## [DIRECTIONS FOR THIS TASK]
An exact retyping of every record is required.

(Beginning of EXERCISE MATERIAL)

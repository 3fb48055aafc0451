//! cellpad-core - UI-agnostic formula editing state machine.

pub mod editor;
pub mod error;

pub use editor::{
    ActionQueue, CellClick, Command, DisplaySnapshot, EditMode, FormulaEditor, UserAction,
    parse_script,
};
pub use error::{CoreError, Result};

pub use cellpad_engine::{SheetDisplay, SheetEngine};
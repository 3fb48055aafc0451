//! Formula evaluation for the reference engine.
//!
//! Cell references are resolved in Rust (depth-first, with cycle detection)
//! and bound as scope variables; the remaining arithmetic is handed to Rhai
//! as a plain expression.

use rhai::{Engine, EvalAltResult, Scope};
use std::collections::{HashMap, HashSet};
use thiserror::Error;

use super::{CellRef, TokenKind};

/// Token lists keyed by the cell that owns them.
pub type Formulas = HashMap<CellRef, Vec<String>>;

/// Why a cell has no numeric value. Displays as the sheet error code.
#[derive(Error, Debug, Clone, PartialEq)]
pub enum EvalError {
    #[error("#CYCLE!")]
    Cycle,

    #[error("#DIV/0!")]
    DivideByZero,

    /// A result too large to represent.
    #[error("#INF!")]
    Overflow,

    #[error("#ERR")]
    Syntax(String),
}

/// The computed value of one cell.
#[derive(Debug, Clone, PartialEq)]
pub enum CellValue {
    Empty,
    Number(f64),
    Error(EvalError),
}

/// Evaluates token formulas with a Rhai engine restricted to expressions.
pub struct Evaluator {
    engine: Engine,
}

impl Evaluator {
    pub fn new() -> Self {
        let mut engine = Engine::new();
        engine.set_max_expr_depths(64, 32);
        Evaluator { engine }
    }

    /// Evaluate a single cell.
    pub fn evaluate(&self, cell: CellRef, formulas: &Formulas) -> CellValue {
        let mut memo = HashMap::new();
        self.evaluate_cell(cell, formulas, &mut memo)
    }

    /// Evaluate many cells, sharing intermediate results.
    pub fn evaluate_all(
        &self,
        cells: impl IntoIterator<Item = CellRef>,
        formulas: &Formulas,
    ) -> HashMap<CellRef, CellValue> {
        let mut memo = HashMap::new();
        for cell in cells {
            self.evaluate_cell(cell, formulas, &mut memo);
        }
        memo
    }

    /// Depth-first over references with an explicit stack, so chain length
    /// is bounded by the sheet, not the thread stack.
    ///
    /// A cell is finished only after every reference it makes is in `memo`.
    /// A reference still missing at that point is an ancestor on the current
    /// path, which makes it a cycle.
    fn evaluate_cell(
        &self,
        cell: CellRef,
        formulas: &Formulas,
        memo: &mut HashMap<CellRef, CellValue>,
    ) -> CellValue {
        let mut visiting: HashSet<CellRef> = HashSet::new();
        let mut stack = vec![Visit::Enter(cell)];

        while let Some(visit) = stack.pop() {
            match visit {
                Visit::Enter(current) => {
                    if memo.contains_key(&current) || visiting.contains(&current) {
                        continue;
                    }
                    let Some(tokens) = formulas.get(&current).filter(|t| !t.is_empty()) else {
                        memo.insert(current, CellValue::Empty);
                        continue;
                    };
                    visiting.insert(current);
                    stack.push(Visit::Finish(current));
                    for token in tokens {
                        if let TokenKind::Cell(target) = TokenKind::classify(token) {
                            if !memo.contains_key(&target) && !visiting.contains(&target) {
                                stack.push(Visit::Enter(target));
                            }
                        }
                    }
                }
                Visit::Finish(current) => {
                    visiting.remove(&current);
                    let tokens = formulas.get(&current).map(Vec::as_slice).unwrap_or(&[]);
                    let value = match self.evaluate_tokens(tokens, memo) {
                        Ok(n) => CellValue::Number(n),
                        Err(e) => CellValue::Error(e),
                    };
                    memo.insert(current, value);
                }
            }
        }

        memo.get(&cell).cloned().unwrap_or(CellValue::Empty)
    }

    /// Evaluate one formula whose references are all resolved in `memo`.
    fn evaluate_tokens(
        &self,
        tokens: &[String],
        memo: &HashMap<CellRef, CellValue>,
    ) -> Result<f64, EvalError> {
        let mut expr = String::new();
        let mut scope = Scope::new();
        let mut number = String::new();
        let mut divides = false;

        for token in tokens {
            let kind = TokenKind::classify(token);
            if kind == TokenKind::Number {
                number.push_str(token);
                continue;
            }
            flush_number(&mut number, &mut expr)?;
            match kind {
                TokenKind::Operator | TokenKind::LeftParen | TokenKind::RightParen => {
                    divides |= token == "/";
                    expr.push_str(token);
                }
                TokenKind::Cell(target) => {
                    let n = match memo.get(&target) {
                        Some(CellValue::Empty) => 0.0,
                        Some(CellValue::Number(n)) => *n,
                        Some(CellValue::Error(e)) => return Err(e.clone()),
                        None => return Err(EvalError::Cycle),
                    };
                    let name = format!("c{}", scope.len());
                    expr.push_str(&name);
                    scope.push(name, n);
                }
                TokenKind::Number | TokenKind::Other => {
                    return Err(EvalError::Syntax(format!("unexpected token '{}'", token)));
                }
            }
            expr.push(' ');
        }
        flush_number(&mut number, &mut expr)?;

        let not_finite = if divides {
            EvalError::DivideByZero
        } else {
            EvalError::Overflow
        };
        match self
            .engine
            .eval_expression_with_scope::<f64>(&mut scope, &expr)
        {
            Ok(n) if n.is_finite() => Ok(n),
            Ok(_) => Err(not_finite),
            Err(err) => match *err {
                EvalAltResult::ErrorArithmetic(..) => Err(not_finite),
                other => Err(EvalError::Syntax(other.to_string())),
            },
        }
    }
}

enum Visit {
    Enter(CellRef),
    Finish(CellRef),
}

impl Default for Evaluator {
    fn default() -> Self {
        Self::new()
    }
}

/// Append the pending number fragment to `expr` as a float literal.
fn flush_number(number: &mut String, expr: &mut String) -> Result<(), EvalError> {
    if number.is_empty() {
        return Ok(());
    }
    let literal = number_literal(number)
        .ok_or_else(|| EvalError::Syntax(format!("malformed number '{}'", number)))?;
    expr.push_str(&literal);
    expr.push(' ');
    number.clear();
    Ok(())
}

/// Normalize digit/point fragments into a literal Rhai parses as a float.
fn number_literal(fragment: &str) -> Option<String> {
    let (int, frac) = fragment.split_once('.').unwrap_or((fragment, ""));
    if frac.contains('.') {
        return None;
    }
    let int = int.trim_start_matches('0');
    let int = if int.is_empty() { "0" } else { int };
    let frac = if frac.is_empty() { "0" } else { frac };
    Some(format!("{}.{}", int, frac))
}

(End of EXERCISE MATERIAL)

## [ANSWER TO THIS TASK]
repository 3fb48055aafc0451
//! cellpad-core - UI-agnostic formula editing state machine.

pub mod editor;
pub mod error;

pub use editor::{
    ActionQueue, CellClick, Command, DisplaySnapshot, EditMode, FormulaEditor, UserAction,
    parse_script,
};
pub use error::{CoreError, Result};

pub use cellpad_engine::{SheetDisplay, SheetEngine};
repository 3fb48055aafc0451
//! Formula evaluation for the reference engine.
//!
//! Cell references are resolved in Rust (depth-first, with cycle detection)
//! and bound as scope variables; the remaining arithmetic is handed to Rhai
//! as a plain expression.

use rhai::{Engine, EvalAltResult, Scope};
use std::collections::{HashMap, HashSet};
use thiserror::Error;

use super::{CellRef, TokenKind};

/// Token lists keyed by the cell that owns them.
pub type Formulas = HashMap<CellRef, Vec<String>>;

/// Why a cell has no numeric value. Displays as the sheet error code.
#[derive(Error, Debug, Clone, PartialEq)]
pub enum EvalError {
    #[error("#CYCLE!")]
    Cycle,

    #[error("#DIV/0!")]
    DivideByZero,

    /// A result too large to represent.
    #[error("#INF!")]
    Overflow,

    #[error("#ERR")]
    Syntax(String),
}

/// The computed value of one cell.
#[derive(Debug, Clone, PartialEq)]
pub enum CellValue {
    Empty,
    Number(f64),
    Error(EvalError),
}

/// Evaluates token formulas with a Rhai engine restricted to expressions.
pub struct Evaluator {
    engine: Engine,
}

impl Evaluator {
    pub fn new() -> Self {
        let mut engine = Engine::new();
        engine.set_max_expr_depths(64, 32);
        Evaluator { engine }
    }

    /// Evaluate a single cell.
    pub fn evaluate(&self, cell: CellRef, formulas: &Formulas) -> CellValue {
        let mut memo = HashMap::new();
        self.evaluate_cell(cell, formulas, &mut memo)
    }

    /// Evaluate many cells, sharing intermediate results.
    pub fn evaluate_all(
        &self,
        cells: impl IntoIterator<Item = CellRef>,
        formulas: &Formulas,
    ) -> HashMap<CellRef, CellValue> {
        let mut memo = HashMap::new();
        for cell in cells {
            self.evaluate_cell(cell, formulas, &mut memo);
        }
        memo
    }

    /// Depth-first over references with an explicit stack, so chain length
    /// is bounded by the sheet, not the thread stack.
    ///
    /// A cell is finished only after every reference it makes is in `memo`.
    /// A reference still missing at that point is an ancestor on the current
    /// path, which makes it a cycle.
    fn evaluate_cell(
        &self,
        cell: CellRef,
        formulas: &Formulas,
        memo: &mut HashMap<CellRef, CellValue>,
    ) -> CellValue {
        let mut visiting: HashSet<CellRef> = HashSet::new();
        let mut stack = vec![Visit::Enter(cell)];

        while let Some(visit) = stack.pop() {
            match visit {
                Visit::Enter(current) => {
                    if memo.contains_key(&current) || visiting.contains(&current) {
                        continue;
                    }
                    let Some(tokens) = formulas.get(&current).filter(|t| !t.is_empty()) else {
                        memo.insert(current, CellValue::Empty);
                        continue;
                    };
                    visiting.insert(current);
                    stack.push(Visit::Finish(current));
                    for token in tokens {
                        if let TokenKind::Cell(target) = TokenKind::classify(token) {
                            if !memo.contains_key(&target) && !visiting.contains(&target) {
                                stack.push(Visit::Enter(target));
                            }
                        }
                    }
                }
                Visit::Finish(current) => {
                    visiting.remove(&current);
                    let tokens = formulas.get(&current).map(Vec::as_slice).unwrap_or(&[]);
                    let value = match self.evaluate_tokens(tokens, memo) {
                        Ok(n) => CellValue::Number(n),
                        Err(e) => CellValue::Error(e),
                    };
                    memo.insert(current, value);
                }
            }
        }

        memo.get(&cell).cloned().unwrap_or(CellValue::Empty)
    }

    /// Evaluate one formula whose references are all resolved in `memo`.
    fn evaluate_tokens(
        &self,
        tokens: &[String],
        memo: &HashMap<CellRef, CellValue>,
    ) -> Result<f64, EvalError> {
        let mut expr = String::new();
        let mut scope = Scope::new();
        let mut number = String::new();
        let mut divides = false;

        for token in tokens {
            let kind = TokenKind::classify(token);
            if kind == TokenKind::Number {
                number.push_str(token);
                continue;
            }
            flush_number(&mut number, &mut expr)?;
            match kind {
                TokenKind::Operator | TokenKind::LeftParen | TokenKind::RightParen => {
                    divides |= token == "/";
                    expr.push_str(token);
                }
                TokenKind::Cell(target) => {
                    let n = match memo.get(&target) {
                        Some(CellValue::Empty) => 0.0,
                        Some(CellValue::Number(n)) => *n,
                        Some(CellValue::Error(e)) => return Err(e.clone()),
                        None => return Err(EvalError::Cycle),
                    };
                    let name = format!("c{}", scope.len());
                    expr.push_str(&name);
                    scope.push(name, n);
                }
                TokenKind::Number | TokenKind::Other => {
                    return Err(EvalError::Syntax(format!("unexpected token '{}'", token)));
                }
            }
            expr.push(' ');
        }
        flush_number(&mut number, &mut expr)?;

        let not_finite = if divides {
            EvalError::DivideByZero
        } else {
            EvalError::Overflow
        };
        match self
            .engine
            .eval_expression_with_scope::<f64>(&mut scope, &expr)
        {
            Ok(n) if n.is_finite() => Ok(n),
            Ok(_) => Err(not_finite),
            Err(err) => match *err {
                EvalAltResult::ErrorArithmetic(..) => Err(not_finite),
                other => Err(EvalError::Syntax(other.to_string())),
            },
        }
    }
}

enum Visit {
    Enter(CellRef),
    Finish(CellRef),
}

impl Default for Evaluator {
    fn default() -> Self {
        Self::new()
    }
}

/// Append the pending number fragment to `expr` as a float literal.
fn flush_number(number: &mut String, expr: &mut String) -> Result<(), EvalError> {
    if number.is_empty() {
        return Ok(());
    }
    let literal = number_literal(number)
        .ok_or_else(|| EvalError::Syntax(format!("malformed number '{}'", number)))?;
    expr.push_str(&literal);
    expr.push(' ');
    number.clear();
    Ok(())
}

/// Normalize digit/point fragments into a literal Rhai parses as a float.
fn number_literal(fragment: &str) -> Option<String> {
    let (int, frac) = fragment.split_once('.').unwrap_or((fragment, ""));
    if frac.contains('.') {
        return None;
    }
    let int = int.trim_start_matches('0');
    let int = if int.is_empty() { "0" } else { int };
    let frac = if frac.is_empty() { "0" } else { frac };
    Some(format!("{}.{}", int, frac))
}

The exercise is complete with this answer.